Par ailleurs, d'un point de vue pratique, cela pose un problème dans l'évaluation du bonheur on ne peut pas considérer les préférences irrationnelles, destructrices, antisociales... et par conséquent, il faut admettre que certains types de préférences ne doivent pas intervenir dans la manière dont la puissance publique évalue le bien-être des personnes, ce sont des préférences invisibles, effacées car non politiquement et moralement tolérables. Ce problème est étroitement lié à la sous-détermination des fondements du bonheur et par un attachement excessif à la positivité. Mais, ce faisant, il n'existe plus de bonnes raisons du point de vue d'une logique de la maximisation des préférences d'en évacuer certaines, il faut faire la part des vraies ou bonnes préférences qui peuvent rentrer dans le calcul de maximisation et dans le processus d'évaluation et celles qui en sont exclues. Sortir d'un tel guépier supposerait donc de retrouver un fondement non arbitraire des préférences sans retomber dans les écueils du psychologisme.

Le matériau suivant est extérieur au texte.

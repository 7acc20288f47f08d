use std::sync::Arc;

use academy_core::Clock;
use academy_core::model::{MediaRef, StudentId, UnitId, UnitStatus};
use storage::repository::Storage;

use crate::attempt_scorer::AttemptScorer;
use crate::course_service::CourseService;
use crate::error::AppServicesError;
use crate::playback::{MediaPlayer, UnitPlaybackSession};
use crate::sync::{StoreSyncGateway, SyncGateway};

/// Assembles the engine's services over a storage backend.
#[derive(Clone)]
pub struct AppServices {
    clock: Clock,
    course_service: Arc<CourseService>,
    scorer: Arc<AttemptScorer>,
    gateway: Arc<dyn SyncGateway>,
}

impl AppServices {
    /// Build services backed by `SQLite` storage.
    ///
    /// # Errors
    ///
    /// Returns `AppServicesError` if storage initialization fails.
    pub async fn new_sqlite(db_url: &str, clock: Clock) -> Result<Self, AppServicesError> {
        let storage = Storage::sqlite(db_url).await?;
        Ok(Self::new(storage, clock))
    }

    /// Build services over the in-memory backend, for tests and demos.
    #[must_use]
    pub fn new_in_memory(clock: Clock) -> Self {
        Self::new(Storage::in_memory(), clock)
    }

    /// Build services over an already-assembled storage bundle.
    #[must_use]
    pub fn new(storage: Storage, clock: Clock) -> Self {
        let scorer = Arc::new(AttemptScorer::new(
            clock,
            Arc::clone(&storage.tests),
            Arc::clone(&storage.attempts),
        ));
        let course_service = Arc::new(CourseService::new(
            clock,
            Arc::clone(&storage.courses),
            Arc::clone(&storage.progress),
            Arc::clone(&storage.attempts),
        ));
        let gateway: Arc<dyn SyncGateway> = Arc::new(StoreSyncGateway::new(
            clock,
            Arc::clone(&storage.courses),
            Arc::clone(&storage.progress),
            scorer.as_ref().clone(),
        ));
        Self {
            clock,
            course_service,
            scorer,
            gateway,
        }
    }

    /// Swap the sync boundary, e.g. for a remote `HttpSyncGateway`.
    #[must_use]
    pub fn with_gateway(mut self, gateway: Arc<dyn SyncGateway>) -> Self {
        self.gateway = gateway;
        self
    }

    #[must_use]
    pub fn clock(&self) -> Clock {
        self.clock
    }

    #[must_use]
    pub fn course_service(&self) -> Arc<CourseService> {
        Arc::clone(&self.course_service)
    }

    #[must_use]
    pub fn scorer(&self) -> Arc<AttemptScorer> {
        Arc::clone(&self.scorer)
    }

    #[must_use]
    pub fn gateway(&self) -> Arc<dyn SyncGateway> {
        Arc::clone(&self.gateway)
    }

    /// Opens a playback session for one unit view over the configured
    /// gateway.
    pub fn open_unit<P: MediaPlayer>(
        &self,
        student_id: StudentId,
        unit_id: UnitId,
        player: P,
        media: MediaRef,
        resume_from: Option<&UnitStatus>,
    ) -> UnitPlaybackSession<P> {
        UnitPlaybackSession::new(
            student_id,
            unit_id,
            player,
            media,
            Arc::clone(&self.gateway),
            resume_from,
        )
    }
}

Pour conclure cette partie nous soulignerons que le problème principal de l'utilitarisme est certainement le caractère paternalisme qu'il instaure. En polarisant le rôle de l'État sur les conditions de l'accès des individus au bonheur, il tend à se substituer à eux et à investir une sphère à laquelle il n'est pas supposé s'intéresser. C'est pourquoi il semble important de rappeler le principe de la liberté que doit garantir l'État et donc aussi la capacité de chacun à se donner les moyens d'être heureux et de faire son bonheur comme il l'entend, face au principe du bonheur que serait censé investir l'État pour les utilitaristes.